Suicidi e rivolte in carcere, soprattutto a causa del problema del sovraffollamento, impongono una riflessione secondo Fabio Pinelli. Il vicepresidente del Consiglio superiore della magistratura (Csm) ne ha parlato a Il Foglio, spiegando che le risposte devono essere “equilibrate” e tenere conto delle esigenze non solo di tutela della collettività, ma anche di “umanizzazione della pena“. Nell’intervista parte dai dati a disposizione, segnalandone in particolare uno che ritiene tra i più preoccupanti: tra i suicidi ve ne sono 9 di persone con una pena residua interiore a 3 anni, perché in questi casi, se non ci sono ragioni ostative, allora si possono ottenere misure alternative al carcere.
Alla luce di ciò, secondo Pinelli ciò vuol dire che questi detenuti sono rimasti soli e non hanno avuto neppure un legale che gli consigliasse di richiedere la misura alternativa. Per Pinelli è la società civile a dover promuovere percorsi che reintegrino i detenuti. Non farlo può contribuire a un aumento del tasso di recidiva secondo il numero due del Csm. L’auspicio è che prevalga una cultura che non sia carcerocentrica, in modo tale che per reati meno gravi e in caso di pene non lunghe si possa puntare su misure diverse.
PINELLI: ECCO QUALE RIFORMA DELLA GIUSTIZIA SERVE
La questione è anche culturale per Fabio Pinelli, che infatti suggerisce di riflettere sul ruolo del diritto penale, che va rivista in maniera profonda, perché i conflitti sociali non possono essere risolti solo nelle aule. Ma va anche rivisto il rapporto tra sanzioni pecuniarie e detentive. Chiaramente le azioni competono alla politica, ma da giurista avanza dei suggerimenti. Di sicuro, costruire più carceri non può essere la soluzione per Pinelli, visto che vanno resi in primis vivibili, invece vanno introdotte nuove misure alternative e di espiazione della pena.

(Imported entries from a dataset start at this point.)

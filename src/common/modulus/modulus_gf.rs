/*
 * Copyright 2007 ZXing authors
 *
 * Licensed under the Apache License, Version 2.0 (the "License");
 * you may not use this file except in compliance with the License.
 * You may obtain a copy of the License at
 *
 *      http://www.apache.org/licenses/LICENSE-2.0
 *
 * Unless required by applicable law or agreed to in writing, software
 * distributed under the License is distributed on an "AS IS" BASIS,
 * WITHOUT WARRANTIES OR CONDITIONS OF ANY KIND, either express or implied.
 * See the License for the specific language governing permissions and
 * limitations under the License.
 */

use once_cell::sync::Lazy;

use super::ModulusPoly;

/// A prime field `Z/modulus`, with a distinguished generator used to build
/// `exp`/`log` tables the same way `GenericGf` does for GF(2^8).
#[derive(Debug, Clone)]
pub struct ModulusGf {
    modulus: i32,
    exp_table: Vec<i32>,
    log_table: Vec<i32>,
}

impl ModulusGf {
    pub fn new(modulus: i32, generator: i32) -> Self {
        let mut exp_table = vec![0i32; modulus as usize];
        let mut log_table = vec![0i32; modulus as usize];
        let mut x = 1i32;
        for i in 0..modulus {
            exp_table[i as usize] = x;
            x = (x * generator) % modulus;
        }
        for i in 0..(modulus - 1) {
            log_table[exp_table[i as usize] as usize] = i;
        }
        Self {
            modulus,
            exp_table,
            log_table,
        }
    }

    pub fn modulus(&self) -> i32 {
        self.modulus
    }

    pub fn zero(&self) -> ModulusPoly {
        ModulusPoly::new(self, vec![0])
    }

    pub fn one(&self) -> ModulusPoly {
        ModulusPoly::new(self, vec![1])
    }

    pub fn build_monomial(&self, degree: usize, coefficient: i32) -> ModulusPoly {
        if coefficient == 0 {
            return self.zero();
        }
        let mut coefficients = vec![0i32; degree + 1];
        coefficients[0] = coefficient;
        ModulusPoly::new(self, coefficients)
    }

    pub fn add(&self, a: i32, b: i32) -> i32 {
        (a + b) % self.modulus
    }

    pub fn subtract(&self, a: i32, b: i32) -> i32 {
        (self.modulus + a - b) % self.modulus
    }

    pub fn exp(&self, a: i32) -> i32 {
        self.exp_table[a as usize]
    }

    pub fn log(&self, a: i32) -> i32 {
        debug_assert!(a != 0);
        self.log_table[a as usize]
    }

    pub fn inverse(&self, a: i32) -> i32 {
        debug_assert!(a != 0);
        self.exp_table[(self.modulus - self.log_table[a as usize] - 1) as usize]
    }

    pub fn multiply(&self, a: i32, b: i32) -> i32 {
        if a == 0 || b == 0 {
            return 0;
        }
        self.exp_table[((self.log_table[a as usize] + self.log_table[b as usize]) % (self.modulus - 1)) as usize]
    }
}

impl PartialEq for ModulusGf {
    fn eq(&self, other: &Self) -> bool {
        self.modulus == other.modulus
    }
}
impl Eq for ModulusGf {}

pub static PDF417_GF: Lazy<ModulusGf> = Lazy::new(|| ModulusGf::new(929, 3));

#[cfg(test)]
mod tests {
    use super::*;

    #[test]
    fn multiply_by_inverse_is_one() {
        let field = &*PDF417_GF;
        for a in 1..929 {
            assert_eq!(field.multiply(a, field.inverse(a)), 1);
        }
    }

    #[test]
    fn exp_log_round_trip() {
        let field = &*PDF417_GF;
        for a in 1..929 {
            assert_eq!(field.exp(field.log(a)), a);
        }
    }
}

Per il vicepresidente del Csm il carcere non è “una avanzata scuola del crimine” e l’introduzione di nuovi reati aggraverà la situazione, quindi bisogna puntare sulla “rieducazione del condannato“. In questi giorni, però, Pinelli ha fatto parlare anche per la linea dura che è passata in merito alla vicenda del pm che vessava la moglie.
IL CASO DEL PM CHE VESSAVA LA MOGLIE: ESPULSO
La vicenda riguarda quella di un magistrato che vessava la moglie giudice: nei mesi scorsi la Sezione disciplinare lo ha espulso, ma la procura generale della Cassazione aveva suggerito la perdita di anzianità di un anno, quindi una misura più blanda. Peraltro, alla fine dell’iter processuale, il pm è stato condannato a una pena modesta, cioè a un anno di carcere, con la condizionale, nonostante un lungo catalogo di mortificazioni, su cui ci sono anche testimonianze. Una sanzione soft con uno sconto importante per la scelta del rito abbreviato e il riconoscimento delle attenuanti generiche.
Ma come evidenziato da Il Giornale, il caso non è caduto nel nulla, perché la Disciplinare del Csm ha rotto lo schema corporativo e stabilito che quel magistrato non può indossare la toga. Pinelli, che è anche numero uno della Disciplinare, ha aperto un nuovo corso che abbina al garantismo il rispetto delle regole, che però non consentono eccezioni. Il verdetto in questione, dunque, è in linea con il nuovo corso lanciato da Pinelli.